**Collected data**
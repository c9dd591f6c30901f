//! # Rishta Infra
//!
//! Adapters behind the core's ports:
//! - reqwest HTTP transport and the session-aware request pipeline
//! - endpoint action layer (auth, profile, photos, interests, matches,
//!   chat, search)
//! - credential store backends (keyring, in-memory)
//! - environment-driven client configuration

pub mod api;
pub mod config;
pub mod http;
pub mod storage;

pub use api::{
    ApiClient, ApiClientConfig, AuthApi, ChatApi, InterestsApi, MatchesApi, PhotosApi,
    ProfileApi, RequestOptions, SearchApi,
};
pub use config::ClientConfig;
pub use http::HttpClient;
pub use storage::{KeyringCredentialStore, MemoryCredentialStore};
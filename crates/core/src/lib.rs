//! # Rishta Core
//!
//! Coordination logic behind port traits - no HTTP, no storage backends,
//! no UI framework.
//!
//! This crate contains:
//! - The session manager (credential bundle lifecycle, token access)
//! - The OTP login flow state machine and its driving service
//! - The permission broker with its single-flight prompt slot
//!
//! ## Architecture Principles
//! - Only depends on `rishta-domain`
//! - All external collaborators (storage, backend, UI) via traits
//! - Deterministic from the caller's point of view: every async entry
//!   point resolves or rejects exactly once

pub mod auth;
pub mod permissions;
pub mod session;

pub use auth::{AuthGateway, LoginFlowService, OtpLoginFlow, OtpLoginState};
pub use permissions::{
    PermissionBroker, PermissionsApi, PromptReply, PromptSlot, SlotBusy,
};
pub use session::{
    AccessTokenProvider, CredentialStore, Navigator, Notifier, Route, SessionManager, ToastKind,
};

**TASK GOAL**
Nothing but the lines from the one with "# Rishta Infra" through the final line of the records may appear in the answer, and each must be transcribed exactly.

**RESULT OF THIS EXERCISE**
//! # Rishta Infra
//!
//! Adapters behind the core's ports:
//! - reqwest HTTP transport and the session-aware request pipeline
//! - endpoint action layer (auth, profile, photos, interests, matches,
//!   chat, search)
//! - credential store backends (keyring, in-memory)
//! - environment-driven client configuration

pub mod api;
pub mod config;
pub mod http;
pub mod storage;

pub use api::{
    ApiClient, ApiClientConfig, AuthApi, ChatApi, InterestsApi, MatchesApi, PhotosApi,
    ProfileApi, RequestOptions, SearchApi,
};
pub use config::ClientConfig;
pub use http::HttpClient;
pub use storage::{KeyringCredentialStore, MemoryCredentialStore};
filename crates/core/src/lib.rs
//! # Rishta Core
//!
//! Coordination logic behind port traits - no HTTP, no storage backends,
//! no UI framework.
//!
//! This crate contains:
//! - The session manager (credential bundle lifecycle, token access)
//! - The OTP login flow state machine and its driving service
//! - The permission broker with its single-flight prompt slot
//!
//! ## Architecture Principles
//! - Only depends on `rishta-domain`
//! - All external collaborators (storage, backend, UI) via traits
//! - Deterministic from the caller's point of view: every async entry
//!   point resolves or rejects exactly once

pub mod auth;
pub mod permissions;
pub mod session;

pub use auth::{AuthGateway, LoginFlowService, OtpLoginFlow, OtpLoginState};
pub use permissions::{
    PermissionBroker, PermissionsApi, PromptReply, PromptSlot, SlotBusy,
};
pub use session::{
    AccessTokenProvider, CredentialStore, Navigator, Notifier, Route, SessionManager, ToastKind,
};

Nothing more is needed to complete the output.